Fashion in film: the dreams and denim in A Complete Unknown

Fitting the folk-rock icon...

Matilda Dunne
24th March 2025
Costume designer Arianne Philips had two main tasks when designing costumes for James Mangold's 2024 Bob Dylan biopic, A Complete Unknown: to demonstrate the time period, and to show the growth of the characters.

Unlike most biopics, which can span decades, A Complete Unknown takes place over just four years, 1961-1965, meaning that the style changes are more due to changes in character rather than major trend shifts.

Chalamet pushed for all of his costumes to be aged so that they would feel more lived in.

When we first meet Dylan (Timothée Chalamet), he is dressed in a style that mimics that of his musical hero, Woody Guthrie, demonstrating that this is who Dylan aspired to be like at the beginning of his career.
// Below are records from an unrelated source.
//! Correlates in-flight HTTP exchanges and WebSocket upgrades to the
//! `request_id` the control channel tags them with.
//!
//! Each entry is a single-producer/single-consumer waiter: the ingress task
//! awaits a channel the gateway's message dispatch feeds from incoming
//! control-channel traffic. This is the "explicit state object" the design
//! notes prefer over a raw wait/notify pair - `PendingRequest`/`PendingSocket`
//! carry exactly the (channel, buffer-in-flight, owner) triple needed to
//! synthesize a failure if the channel disappears mid-exchange.

use dashmap::DashMap;
use sellia_protocol::HeaderMap;
use tokio::sync::mpsc;

/// One chunk of a streaming HTTP response, delivered to the ingress task
/// that's waiting on a `request_id`.
#[derive(Debug, Clone)]
pub enum ResponseEvent {
    Start { status_code: u16, headers: HeaderMap },
    Body(Vec<u8>),
    End,
    /// The owning control channel was lost, or the exchange was cancelled -
    /// the ingress task should synthesize a failure response.
    Failed,
}

struct RequestEntry {
    tunnel_id: String,
    tx: mpsc::Sender<ResponseEvent>,
}

/// Correlates in-flight HTTP request ids to the ingress task awaiting their
/// response.
#[derive(Default)]
pub struct PendingRequestStore {
    entries: DashMap<String, RequestEntry>,
}

impl PendingRequestStore {
    pub fn new() -> Self {
        Self::default()
    }

    /// Register a new pending exchange, returning the receiver the ingress
    /// task should await on.
    pub fn register(&self, request_id: String, tunnel_id: String) -> mpsc::Receiver<ResponseEvent> {
        let (tx, rx) = mpsc::channel(32);
        self.entries.insert(request_id, RequestEntry { tunnel_id, tx });
        rx
    }

    /// Deliver an event for `request_id`. Returns `false` if there was no
    /// matching pending exchange (e.g. it already timed out).
    pub fn dispatch(&self, request_id: &str, event: ResponseEvent) -> bool {
        let is_terminal = matches!(event, ResponseEvent::End | ResponseEvent::Failed);
        let Some(entry) = self.entries.get(request_id) else {
            return false;
        };
        let sent = entry.tx.try_send(event).is_ok();
        drop(entry);
        if is_terminal {
            self.entries.remove(request_id);
        }
        sent
    }

    /// Remove a pending exchange without sending anything further - used
    /// when the ingress side gives up first (deadline expiry).
    pub fn remove(&self, request_id: &str) {
        self.entries.remove(request_id);
    }

    /// Fail and remove every pending exchange owned by `tunnel_id`. Used
    /// when the tunnel's owning control channel is lost.
    pub fn fail_all_for_tunnel(&self, tunnel_id: &str) {
        let matching: Vec<String> = self
            .entries
            .iter()
            .filter(|e| e.value().tunnel_id == tunnel_id)
            .map(|e| e.key().clone())
            .collect();
        for request_id in matching {
            if let Some((_, entry)) = self.entries.remove(&request_id) {
                let _ = entry.tx.try_send(ResponseEvent::Failed);
            }
        }
    }

    pub fn len(&self) -> usize {
        self.entries.len()
    }

    pub fn is_empty(&self) -> bool {
        self.entries.is_empty()
    }
}

/// One event of an in-flight WebSocket passthrough, delivered to whichever
/// side (public ingress or control-channel gateway) is awaiting it.
#[derive(Debug, Clone)]
pub enum WebSocketEvent {
    UpgradeOk { headers: HeaderMap },
    UpgradeError { status_code: u16, message: String },
    Frame { opcode: u8, payload: Vec<u8> },
    Close { code: Option<u16>, reason: Option<String> },
    Failed,
}

struct SocketEntry {
    client_id: String,
    tx: mpsc::Sender<WebSocketEvent>,
}

/// Correlates in-flight WebSocket upgrades/frames to the public socket
/// handler awaiting them, keyed by `request_id`.
#[derive(Default)]
pub struct PendingWebSocketStore {
    entries: DashMap<String, SocketEntry>,
}

impl PendingWebSocketStore {
    pub fn new() -> Self {
        Self::default()
    }

    pub fn register(&self, request_id: String, client_id: String) -> mpsc::Receiver<WebSocketEvent> {
        let (tx, rx) = mpsc::channel(64);
        self.entries.insert(request_id, SocketEntry { client_id, tx });
        rx
    }

    pub fn dispatch(&self, request_id: &str, event: WebSocketEvent) -> bool {
        let is_terminal = matches!(
            event,
            WebSocketEvent::Close { .. } | WebSocketEvent::Failed | WebSocketEvent::UpgradeError { .. }
        );
        let Some(entry) = self.entries.get(request_id) else {
            return false;
        };
        let sent = entry.tx.try_send(event).is_ok();
        drop(entry);
        if is_terminal {
            self.entries.remove(request_id);
        }
        sent
    }

    pub fn remove(&self, request_id: &str) {
        self.entries.remove(request_id);
    }

    /// Fail and remove every pending socket owned by `client_id`. Used when
    /// the control channel for that client is lost.
    pub fn fail_all_for_client(&self, client_id: &str) {
        let matching: Vec<String> = self
            .entries
            .iter()
            .filter(|e| e.value().client_id == client_id)
            .map(|e| e.key().clone())
            .collect();
        for request_id in matching {
            if let Some((_, entry)) = self.entries.remove(&request_id) {
                let _ = entry.tx.try_send(WebSocketEvent::Failed);
            }
        }
    }

    pub fn len(&self) -> usize {
        self.entries.len()
    }
}

#[cfg(test)]
mod tests {
    use super::*;

    #[tokio::test]
    async fn dispatch_delivers_events_in_order() {
        let store = PendingRequestStore::new();
        let mut rx = store.register("r1".into(), "t1".into());

        store.dispatch(
            "r1",
            ResponseEvent::Start {
                status_code: 200,
                headers: HeaderMap::new(),
            },
        );
        store.dispatch("r1", ResponseEvent::Body(b"hello".to_vec()));
        store.dispatch("r1", ResponseEvent::End);

        assert!(matches!(rx.recv().await, Some(ResponseEvent::Start { status_code: 200, .. })));
        assert!(matches!(rx.recv().await, Some(ResponseEvent::Body(b)) if b == b"hello"));
        assert!(matches!(rx.recv().await, Some(ResponseEvent::End)));
        assert!(store.is_empty());
    }

    #[tokio::test]
    async fn fail_all_for_tunnel_only_touches_that_tunnel() {
        let store = PendingRequestStore::new();
        let mut rx_a = store.register("a".into(), "tunnel-1".into());
        let mut rx_b = store.register("b".into(), "tunnel-2".into());

        store.fail_all_for_tunnel("tunnel-1");

        assert!(matches!(rx_a.recv().await, Some(ResponseEvent::Failed)));
        assert_eq!(store.len(), 1);
        drop(rx_b);
    }

    #[tokio::test]
    async fn dispatch_to_unknown_request_id_is_a_no_op() {
        let store = PendingRequestStore::new();
        assert!(!store.dispatch("missing", ResponseEvent::End));
    }

    #[tokio::test]
    async fn websocket_store_fails_all_for_client() {
        let store = PendingWebSocketStore::new();
        let mut rx = store.register("ws1".into(), "client-1".into());
        store.fail_all_for_client("client-1");
        assert!(matches!(rx.recv().await, Some(WebSocketEvent::Failed)));
        assert_eq!(store.len(), 0);
    }
}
Philips revealed in an interview that the scarf that Chalamet wears was actually made from an old blanket found at a charity shop to get the authentic worn look, noting that Chalamet pushed for all of his costumes to be aged so that they would feel more lived in.

Over the course of the film, we see Dylan develop as a character and move away from this image. In a memorable scene towards the end of the movie, Chalamet wears a bright green polka dot shirt, potentially foreshadowing the chaos that unfolds later in the movie, and contrasting his outfits at the beginning.
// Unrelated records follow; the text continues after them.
//! Forwarder binary entrypoint. Reads just enough from flags/environment to
//! build a [`ClientConfig`] and hands off to [`TunnelClient::run`].

mod client;
mod router;

use crate::client::{ClientConfig, TunnelClient};
use crate::router::Router;
use clap::Parser;
use tracing_subscriber::prelude::*;

/// Connect to a Sellia relay and forward traffic to a local service.
#[derive(Parser)]
#[command(name = "sellia-client", about = "Reverse tunnel forwarder")]
struct Cli {
    /// Control channel URL, e.g. wss://relay.example.com/ws
    #[arg(long, env = "SELLIA_RELAY_URL")]
    relay_url: String,

    #[arg(long, env = "SELLIA_API_KEY")]
    api_key: String,

    /// Requested subdomain; a random one is assigned if omitted.
    #[arg(long, env = "SELLIA_SUBDOMAIN")]
    subdomain: Option<String>,

    /// "user:pass" to protect the tunnel with basic auth.
    #[arg(long, env = "SELLIA_BASIC_AUTH")]
    basic_auth: Option<String>,

    #[arg(long, default_value = "127.0.0.1")]
    local_host: String,

    /// Default local port every unmatched path forwards to.
    #[arg(long, default_value_t = 8080)]
    local_port: u16,

    /// Extra routing rule as "pattern=host:port" or "pattern=port" (uses
    /// --local-host). May be given multiple times; earlier rules win.
    #[arg(long = "route")]
    routes: Vec<String>,
}

fn parse_route(spec: &str, default_host: &str) -> anyhow::Result<(String, String, u16)> {
    let (pattern, target) = spec
        .split_once('=')
        .ok_or_else(|| anyhow::anyhow!("route '{spec}' must be in the form pattern=target"))?;
    let (host, port) = match target.split_once(':') {
        Some((host, port)) => (host.to_string(), port.parse()?),
        None => (default_host.to_string(), target.parse()?),
    };
    Ok((pattern.to_string(), host, port))
}

#[tokio::main]
async fn main() -> anyhow::Result<()> {
    dotenvy::dotenv().ok();
    tracing_subscriber::registry()
        .with(
            tracing_subscriber::EnvFilter::try_from_default_env()
                .unwrap_or_else(|_| "sellia_client=info".into()),
        )
        .with(tracing_subscriber::fmt::layer())
        .init();

    let cli = Cli::parse();

    let mut router = Router::new();
    for spec in &cli.routes {
        let (pattern, host, port) = parse_route(spec, &cli.local_host)?;
        router.add_route(pattern, host, port);
    }
    router.set_default(cli.local_host.clone(), cli.local_port);

    let config = ClientConfig {
        relay_url: cli.relay_url,
        api_key: cli.api_key,
        requested_subdomain: cli.subdomain,
        basic_auth: cli.basic_auth,
        router,
    };

    TunnelClient::new(config).run().await
}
Many of the jeans that Chalamet wears in the film were actually custom-made for the movie by Levi's.

One of the key elements of costume in the film are the jeans that Dylan wears. Although she “immersed” herself in all photographic evidence of Dylan (including photos not released to the public), Philips was struggling to find the exact jeans that Dylan had worn. After contacting the head of Levi's vintage department, she eventually discovered that they were a style that was only manufactured for a few years in the 60s. Therefore, many of the jeans that Chalamet wears in the film were actually custom-made for the movie by Levi's.
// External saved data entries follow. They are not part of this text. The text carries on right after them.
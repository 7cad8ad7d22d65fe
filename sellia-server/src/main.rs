//! Tunnel relay server entry point: wires config, the control-channel
//! gateway, and the public ingress router together and starts serving.

mod auth;
mod config;
mod gateway;
mod ingress;
mod pending;
mod rate_limit;
mod registry;
mod reserved;

use crate::auth::{AuthProvider, OpenAuthProvider, StaticAuthProvider};
use crate::config::Config;
use crate::gateway::WSGateway;
use crate::ingress::{health_check, ingress_handler, verify_tunnel};
use crate::rate_limit::RateLimiter;
use crate::registry::TunnelRegistry;
use crate::reserved::ReservedNames;
use axum::extract::connect_info::ConnectInfo;
use axum::extract::ws::WebSocketUpgrade;
use axum::extract::State;
use axum::http::StatusCode;
use axum::response::{IntoResponse, Response};
use axum::routing::get;
use axum::Router;
use std::collections::HashMap;
use std::net::SocketAddr;
use std::sync::Arc;
use tower_http::cors::CorsLayer;
use tower_http::trace::TraceLayer;
use tracing::info;
use tracing_subscriber::prelude::*;

async fn ws_upgrade_handler(
    State(gateway): State<Arc<WSGateway>>,
    ConnectInfo(addr): ConnectInfo<SocketAddr>,
    ws: WebSocketUpgrade,
) -> Response {
    let remote_ip = addr.ip().to_string();
    if !gateway.rate_limiter.allow_connection(&remote_ip) {
        return (StatusCode::TOO_MANY_REQUESTS, "too many connection attempts").into_response();
    }
    ws.on_upgrade(move |socket| async move {
        gateway.handle_socket(socket, remote_ip).await;
    })
}

fn build_auth_provider(config: &Config) -> Arc<dyn AuthProvider> {
    match (&config.api_key, &config.account_id) {
        (Some(key), Some(account)) => Arc::new(StaticAuthProvider::single_key(key.clone(), account.clone())),
        _ if config.require_auth => Arc::new(StaticAuthProvider::new(HashMap::new())),
        _ => Arc::new(OpenAuthProvider),
    }
}

#[tokio::main]
async fn main() -> anyhow::Result<()> {
    dotenvy::dotenv().ok();

    tracing_subscriber::registry()
        .with(
            tracing_subscriber::EnvFilter::try_from_default_env()
                .unwrap_or_else(|_| "sellia_server=info,tower_http=info".into()),
        )
        .with(tracing_subscriber::fmt::layer())
        .init();

    let config = Config::from_env()?;
    let auth = build_auth_provider(&config);
    let registry = Arc::new(TunnelRegistry::new(ReservedNames::default()));
    let rate_limiter = Arc::new(RateLimiter::new(config.rate_limit_enabled));
    let gateway = Arc::new(WSGateway::new(
        registry,
        rate_limiter,
        auth,
        config.base_domain.clone(),
        config.public_scheme.clone(),
    ));

    tokio::spawn(gateway.clone().run_liveness_sweep());
    tokio::spawn(gateway.rate_limiter.clone().run_eviction_sweep());

    let app = Router::new()
        .route("/health", get(health_check))
        .route("/tunnel/verify", get(verify_tunnel))
        .route("/ws", get(ws_upgrade_handler))
        .fallback(ingress_handler)
        .layer(TraceLayer::new_for_http())
        .layer(CorsLayer::permissive())
        .with_state(gateway);

    let listener = tokio::net::TcpListener::bind(config.bind_addr).await?;
    info!(addr = %config.bind_addr, base_domain = %config.base_domain, "sellia-server listening");
    axum::serve(listener, app.into_make_service_with_connect_info::<SocketAddr>()).await?;

    Ok(())
}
 ...a third of the wardrobe came from vintage shops or Etsy.

Not all of the clothes were made new for the film however, as Phillips states that a third of the wardrobe came from vintage shops or Etsy, with the suede coat belonging to Sylvie Russo (Elle Fanning) being one of these pieces. Vintage fabric was also occasionally used to get the desired effect. The dress that Sylvie wears in the emotional ferry scene is made of a vintage fabric specifically chosen by Philips for its watercolour-like quality. The dress is also softer and more feminine than anything we see Sylvie in the rest of the film, in order to highlight her vulnerability and sadness in this scene.

Philips, who also designed costumes for Once Upon a Time... in Hollywood and Don’t Worry Darling, was nominated for a BAFTA for her work on this film.